Like other amino acids, the aromatic amino acids phenylalanine, tyrosine, and tryptophan are vitally important for protein synthesis in all organisms. However, while animals can synthesize tyrosine via oxidation of phenylalanine, they can synthesize neither phenylalanine itself nor tryptophan and so these essential amino acids must be obtained in the diet, usually from plant material. Though many other investigators made significant contributions in this area over the years, it was Bernhard Davis in the early 1950s whose use of mutant stains of Escherichia coli led to a full understanding of the so-called shikimic acid pathway that is used by plants and also by some microorganisms for the biosynthesis of these essential amino acids. The pathway is almost completely devoted to their synthesis for protein production in bacteria, while in plants the pathway extends their use to the construction of a wide array of secondary metabolites, many of which are valuable medicinal agents. These secondary metabolites range from simple and familiar compounds such as vanillin (vanilla flavor and fragrance) and eugenol (oil of clove, a useful dental anesthetic) to more complex structures such as pinoresinol, a common plant biochemical, and podophyllotoxin, a powerful cancer chemotherapy agent. Earlier in Chapter 3, we encountered two important intermediates, erythrose-4-phosphate and phosphoenolpyruvate (PEP), each of which was derived from a different pathway utilized in carbohydrate metabolism. Erythrose-4-P was an intermediate in one of the steps of the pentose phosphate pathway while hydrolysis of PEP to pyruvic acid was the final step in glycolysis. These two simple intermediates provide the seven carbon atoms required for construction of shikimic acid itself.
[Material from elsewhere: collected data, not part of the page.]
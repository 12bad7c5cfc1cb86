//! Pairwise statistics over columns with missing values.
//!
//! Every function works on pairwise-complete data: a row contributes to a
//! pair only when both of its values are present.

use serde::Serialize;

/// Pearson correlation of two equally long columns.
///
/// NaN when fewer than two complete pairs remain or either side has zero
/// variance.
pub fn pearson(x: &[Option<f64>], y: &[Option<f64>]) -> f64 {
    let pairs: Vec<(f64, f64)> = x
        .iter()
        .zip(y.iter())
        .filter_map(|(a, b)| Some(((*a)?, (*b)?)))
        .collect();
    if pairs.len() < 2 {
        return f64::NAN;
    }
    let n = pairs.len() as f64;
    let mean_x = pairs.iter().map(|(a, _)| a).sum::<f64>() / n;
    let mean_y = pairs.iter().map(|(_, b)| b).sum::<f64>() / n;
    let (mut sxy, mut sxx, mut syy) = (0.0, 0.0, 0.0);
    for (a, b) in &pairs {
        let dx = a - mean_x;
        let dy = b - mean_y;
        sxy += dx * dy;
        sxx += dx * dx;
        syy += dy * dy;
    }
    if sxx == 0.0 || syy == 0.0 {
        return f64::NAN;
    }
    (sxy / (sxx.sqrt() * syy.sqrt())).clamp(-1.0, 1.0)
}

/// Symmetric matrix of Pearson coefficients between named columns.
#[derive(Debug, Clone, PartialEq, Serialize)]
pub struct CorrelationMatrix {
    pub variables: Vec<String>,
    /// `coefficients[i][j]` correlates `variables[i]` with `variables[j]`.
    pub coefficients: Vec<Vec<f64>>,
}

impl CorrelationMatrix {
    /// Correlate every pair of columns. The diagonal is exactly 1.0 for any
    /// column with variance and NaN otherwise.
    pub fn from_columns(columns: &[(String, Vec<Option<f64>>)]) -> CorrelationMatrix {
        let size = columns.len();
        let mut coefficients = vec![vec![f64::NAN; size]; size];
        for i in 0..size {
            coefficients[i][i] = if pearson(&columns[i].1, &columns[i].1).is_nan() {
                f64::NAN
            } else {
                1.0
            };
            for j in (i + 1)..size {
                let r = pearson(&columns[i].1, &columns[j].1);
                coefficients[i][j] = r;
                coefficients[j][i] = r;
            }
        }
        CorrelationMatrix {
            variables: columns.iter().map(|(name, _)| name.clone()).collect(),
            coefficients,
        }
    }

    pub fn index_of(&self, variable: &str) -> Option<usize> {
        self.variables.iter().position(|v| v == variable)
    }

    pub fn get(&self, a: &str, b: &str) -> Option<f64> {
        Some(self.coefficients[self.index_of(a)?][self.index_of(b)?])
    }

    /// Every variable's coefficient against `variable`, in column order.
    pub fn column(&self, variable: &str) -> Option<Vec<(String, f64)>> {
        let index = self.index_of(variable)?;
        Some(
            self.variables
                .iter()
                .zip(self.coefficients.iter())
                .map(|(name, row)| (name.clone(), row[index]))
                .collect(),
        )
    }
}

#[cfg(test)]
mod tests {
    use super::*;

    fn col(values: &[f64]) -> Vec<Option<f64>> {
        values.iter().copied().map(Some).collect()
    }

    #[test]
    fn test_pearson_perfect_and_inverse() {
        let x = col(&[1.0, 2.0, 3.0, 4.0]);
        let y = col(&[2.0, 4.0, 6.0, 8.0]);
        let z = col(&[4.0, 3.0, 2.0, 1.0]);
        assert!((pearson(&x, &y) - 1.0).abs() < 1e-12);
        assert!((pearson(&x, &z) + 1.0).abs() < 1e-12);
    }

    #[test]
    fn test_pearson_uses_complete_pairs_only() {
        let x = vec![Some(1.0), Some(2.0), None, Some(3.0)];
        let y = vec![Some(1.0), Some(2.0), Some(100.0), Some(3.0)];
        assert!((pearson(&x, &y) - 1.0).abs() < 1e-12);
    }

    #[test]
    fn test_pearson_degenerate_is_nan() {
        assert!(pearson(&col(&[1.0, 1.0, 1.0]), &col(&[1.0, 2.0, 3.0])).is_nan());
        assert!(pearson(&col(&[1.0]), &col(&[2.0])).is_nan());
    }

    #[test]
    fn test_matrix_diagonal_and_symmetry() {
        let columns = vec![
            ("a".to_string(), col(&[1.0, 2.0, 3.0])),
            ("b".to_string(), col(&[3.0, 1.0, 2.0])),
            ("flat".to_string(), col(&[5.0, 5.0, 5.0])),
        ];
        let matrix = CorrelationMatrix::from_columns(&columns);
        assert_eq!(matrix.get("a", "a"), Some(1.0));
        assert_eq!(matrix.get("b", "b"), Some(1.0));
        assert!(matrix.get("flat", "flat").unwrap().is_nan());
        assert_eq!(matrix.get("a", "b"), matrix.get("b", "a"));
        assert_eq!(matrix.get("a", "missing"), None);
        let column = matrix.column("a").unwrap();
        assert_eq!(column.len(), 3);
        assert_eq!(column[0], ("a".to_string(), 1.0));
    }
}
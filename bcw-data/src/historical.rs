use bcw_core::cotton::{sanitize, RegionYearArea};
use log::info;
use serde::Serialize;
use std::collections::BTreeMap;

/// Total planted area of one year across all regions.
#[derive(Debug, Clone, PartialEq, Serialize)]
pub struct HistoricalTrend {
    pub year: i32,
    pub planted_area: f64,
}

#[derive(Debug, Clone, PartialEq, Default, Serialize)]
pub struct HistoricalSeries {
    /// Ascending by year.
    pub years: Vec<HistoricalTrend>,
    /// Cotton records removed by sanitizing.
    pub dropped: usize,
}

/// Sum planted area per year.
pub fn analyze_historical_trends(cotton: &[RegionYearArea]) -> HistoricalSeries {
    let sanitized = sanitize(cotton);
    let mut totals: BTreeMap<i32, f64> = BTreeMap::new();
    for record in &sanitized.records {
        *totals.entry(record.year).or_insert(0.0) += record.planted_area;
    }
    let years: Vec<HistoricalTrend> = totals
        .into_iter()
        .map(|(year, planted_area)| HistoricalTrend { year, planted_area })
        .collect();
    info!("analysis: historical trend covers {} years", years.len());
    HistoricalSeries {
        years,
        dropped: sanitized.dropped,
    }
}

#[cfg(test)]
mod tests {
    use super::*;
    use crate::fixtures::area;

    #[test]
    fn test_sums_by_year() {
        let series = analyze_historical_trends(&[
            area("A", 2020, 10.0),
            area("B", 2020, 5.0),
            area("A", 2021, 7.0),
        ]);
        assert_eq!(
            series.years,
            vec![
                HistoricalTrend {
                    year: 2020,
                    planted_area: 15.0
                },
                HistoricalTrend {
                    year: 2021,
                    planted_area: 7.0
                },
            ]
        );
    }

    #[test]
    fn test_years_ascend_even_when_input_does_not() {
        let series = analyze_historical_trends(&[
            area("A", 2001, 1.0),
            area("A", 1999, 9.0),
            area("A", 2000, 3.0),
        ]);
        let years: Vec<i32> = series.years.iter().map(|y| y.year).collect();
        assert_eq!(years, vec![1999, 2000, 2001]);
    }

    #[test]
    fn test_empty_input() {
        let series = analyze_historical_trends(&[]);
        assert!(series.years.is_empty());
        assert_eq!(series.dropped, 0);
    }
}
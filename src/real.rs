// Copyright 2025 the Geom2d Authors
// SPDX-License-Identifier: Apache-2.0 OR MIT

//! Tolerant comparisons of real values.

#[cfg(not(feature = "std"))]
use crate::common::FloatFuncs;

/// Whether `value` is zero within [`f64::EPSILON`].
///
/// This is an absolute test. It is used for degeneracy checks (zero-length
/// segments, collinearity) where the operands are already differences of
/// coordinates.
#[inline]
pub fn is_epsilon_zero(value: f64) -> bool {
    value.abs() <= f64::EPSILON
}

/// An epsilon appropriate for comparing numbers of the magnitude of `value`.
#[inline]
pub fn epsilon_for_value(value: f64) -> f64 {
    (value.abs() * 1e-10).max(f64::EPSILON)
}

/// Whether two values are equal, relative to the larger of the two.
///
/// Infinite values compare exactly.
pub fn is_epsilon_equal(a: f64, b: f64) -> bool {
    if a.is_infinite() || b.is_infinite() {
        return a == b;
    }
    (a - b).abs() <= epsilon_for_value(a.abs().max(b.abs()))
}

#[cfg(test)]
mod tests {
    use super::*;

    #[test]
    fn zero() {
        assert!(is_epsilon_zero(0.0));
        assert!(is_epsilon_zero(-f64::EPSILON));
        assert!(!is_epsilon_zero(1e-10));
    }

    #[test]
    fn relative_equality() {
        assert!(is_epsilon_equal(1e12, 1e12 + 1.0));
        assert!(!is_epsilon_equal(1.0, 1.0 + 1e-6));
        assert!(is_epsilon_equal(f64::INFINITY, f64::INFINITY));
        assert!(!is_epsilon_equal(f64::INFINITY, 1e308));
    }
}
// Copyright 2025 the Geom2d Authors
// SPDX-License-Identifier: Apache-2.0 OR MIT

//! The generic trait for shapes.

use crate::{
    Affine, FlatteningIter, PathError, PathIterator, Point, Rect, TransformedIter, Vec2,
};

/// A generic trait for closed (or, for segments, degenerate) 2D shapes.
///
/// Every shape can be walked as a sequence of path elements, and answers
/// containment and distance queries. Distances are all derived from
/// [`Shape::closest_point`], so that the Euclidean, Manhattan and Chebyshev
/// variants agree on which point of the shape is the nearest.
pub trait Shape {
    /// The iterator returned by [`Shape::path_iter`].
    type PathIter<'iter>: PathIterator + 'iter
    where
        Self: 'iter;

    /// The outline of the shape as path elements.
    ///
    /// An empty shape produces no elements.
    fn path_iter(&self) -> Self::PathIter<'_>;

    /// The outline transformed by `affine`.
    fn transformed_iter(&self, affine: Affine) -> TransformedIter<Self::PathIter<'_>> {
        TransformedIter::new(self.path_iter(), affine)
    }

    /// The outline with curves replaced by lines deviating at most
    /// `flatness` from them.
    fn flattened_iter(&self, flatness: f64) -> FlatteningIter<Self::PathIter<'_>> {
        FlatteningIter::new(self.path_iter(), flatness)
    }

    /// The smallest rectangle that encloses the shape.
    fn bounding_box(&self) -> Rect;

    /// Whether `pt` is inside the shape.
    fn contains(&self, pt: Point) -> bool;

    /// Whether `rect` is entirely inside the shape.
    fn contains_rect(&self, rect: Rect) -> bool;

    /// The point of the shape nearest to `pt`.
    ///
    /// For a point inside the shape, this is the point itself.
    fn closest_point(&self, pt: Point) -> Point;

    /// The point of the shape farthest from `pt`.
    fn farthest_point(&self, pt: Point) -> Point;

    /// Move the shape by `v`.
    fn translate(&mut self, v: Vec2);

    /// Whether the shape has no area (or, for a segment, no length).
    fn is_empty(&self) -> bool;

    /// Whether the shape intersects the path described by `iter`.
    ///
    /// # Errors
    ///
    /// Returns [`PathError::InvalidArgument`] when `iter` does not start with
    /// a move.
    fn intersects_path_iter<I: PathIterator>(&self, iter: I) -> Result<bool, PathError>;

    /// The Euclidean distance from `pt` to the shape.
    #[inline]
    fn distance(&self, pt: Point) -> f64 {
        self.closest_point(pt).distance(pt)
    }

    /// The squared Euclidean distance from `pt` to the shape.
    #[inline]
    fn distance_squared(&self, pt: Point) -> f64 {
        self.closest_point(pt).distance_squared(pt)
    }

    /// The Manhattan distance from `pt` to the shape's closest point.
    #[inline]
    fn distance_l1(&self, pt: Point) -> f64 {
        self.closest_point(pt).distance_l1(pt)
    }

    /// The Chebyshev distance from `pt` to the shape's closest point.
    #[inline]
    fn distance_linf(&self, pt: Point) -> f64 {
        self.closest_point(pt).distance_linf(pt)
    }
}

/// Pairwise intersection test between two shapes.
///
/// Implemented for every pair of shape kinds in this crate. Touching
/// boundaries count as an intersection only where noted on the
/// implementations.
pub trait Intersects<Rhs: ?Sized> {
    /// Whether `self` and `other` share at least one point.
    fn intersects(&self, other: &Rhs) -> bool;
}
/// The squared distance from `p` to the infinite line through `a` and `b`.
///
/// When `a == b`, the distance to that point.
pub fn distance_squared_line_point(a: Point, b: Point, p: Point) -> f64 {
    let v = b - a;
    let denom = v.length_squared();
    if denom == 0.0 {
        return p.distance_squared(a);
    }
    let s = ((a.y - p.y) * v.x - (a.x - p.x) * v.y) / denom;
    s * s * denom
}

/// The squared distance from `p` to the segment `a`-`b`.
pub fn distance_squared_segment_point(a: Point, b: Point, p: Point) -> f64 {
    let v = b - a;
    let denom = v.length_squared();
    if denom == 0.0 {
        return p.distance_squared(a);
    }
    let ratio = (p - a).dot(v) / denom;
    if ratio <= 0.0 {
        p.distance_squared(a)
    } else if ratio >= 1.0 {
        p.distance_squared(b)
    } else {
        let s = ((a.y - p.y) * v.x - (a.x - p.x) * v.y) / denom;
        s * s * denom
    }
}

/// The point of segment `a`-`b` nearest to `p`.
pub fn closest_point_on_segment(a: Point, b: Point, p: Point) -> Point {
    let ratio = projected_point_ratio(a, b, p);
    // NaN for a degenerate segment falls to `a`.
    if !(ratio > 0.0) {
        a
    } else if ratio >= 1.0 {
        b
    } else {
        a.lerp(b, ratio)
    }
}

/// The end point of segment `a`-`b` farthest from `p`.
#[inline]
pub fn farthest_point_on_segment(a: Point, b: Point, p: Point) -> Point {
    if p.distance_squared(a) >= p.distance_squared(b) {
        a
    } else {
        b
    }
}

/// The side of the directed line `p1` → `p2` on which `p` lies.
///
/// The sign follows `(p - p1) × (p2 - p1)`: `1` and `-1` for the two
/// sides, `0` when `p` is on the line. A cross product whose magnitude is at
/// most `epsilon` counts as on the line.
pub fn side_of_line(p1: Point, p2: Point, p: Point, epsilon: f64) -> i32 {
    let mut side = (p.x - p1.x) * (p2.y - p1.y) - (p.y - p1.y) * (p2.x - p1.x);
    if side != 0.0 && side.abs() <= epsilon {
        side = 0.0;
    }
    if side < 0.0 {
        -1
    } else if side > 0.0 {
        1
    } else {
        0
    }
}

/// Whether `p` lies on the closed segment `a`-`b`.
fn is_point_on_segment(p: Point, a: Point, b: Point) -> bool {
    let v = b - a;
    let w = p - a;
    if v.x == 0.0 && v.y == 0.0 {
        return p == a;
    }
    if w.cross(v) != 0.0 {
        return false;
    }
    let d = w.dot(v);
    d >= 0.0 && d <= v.length_squared()
}

/// One half of the segment-segment test: can `b0`-`b1` cross the line of
/// `a0`-`a1` at a point of `a0`-`a1`?
fn may_cross(a0: Point, a1: Point, b0: Point, b1: Point, with_ends: bool) -> bool {
    let v = a1 - a0;
    let f1 = (b0 - a0).cross(v);
    let f2 = (b1 - a0).cross(v);
    let sign = f1 * f2;
    if sign < 0.0 {
        return true;
    }
    if sign > 0.0 {
        return false;
    }
    let len2 = v.length_squared();
    if len2 == 0.0 {
        // `a0`-`a1` is a single point, which has no interior.
        return with_ends && is_point_on_segment(a0, b0, b1);
    }
    let r1 = (b0 - a0).dot(v) / len2;
    let r2 = (b1 - a0).dot(v) / len2;
    if f1 == 0.0 && f2 == 0.0 {
        // Collinear: the projections must overlap [0, 1].
        if with_ends {
            (r1 >= 0.0 || r2 >= 0.0) && (r1 <= 1.0 || r2 <= 1.0)
        } else {
            (r1 > 0.0 || r2 > 0.0) && (r1 < 1.0 || r2 < 1.0)
        }
    } else if !with_ends {
        false
    } else if f1 == 0.0 {
        (0.0..=1.0).contains(&r1)
    } else {
        (0.0..=1.0).contains(&r2)
    }
}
The two are linked to one another via a sequence of enzyme-mediated aldol-type reactions, the first being a bimolecular reaction and the second an intramolecular variant that ultimately leads to a cyclic precursor of shikimic acid known as 3-dehydroquinic acid as shown in Fig. 6.3. Subsequent dehydration of 3-dehydroquinic acid leads to 3-dehydroshikimic acid which then leads directly to shikimic acid via NADPH reduction.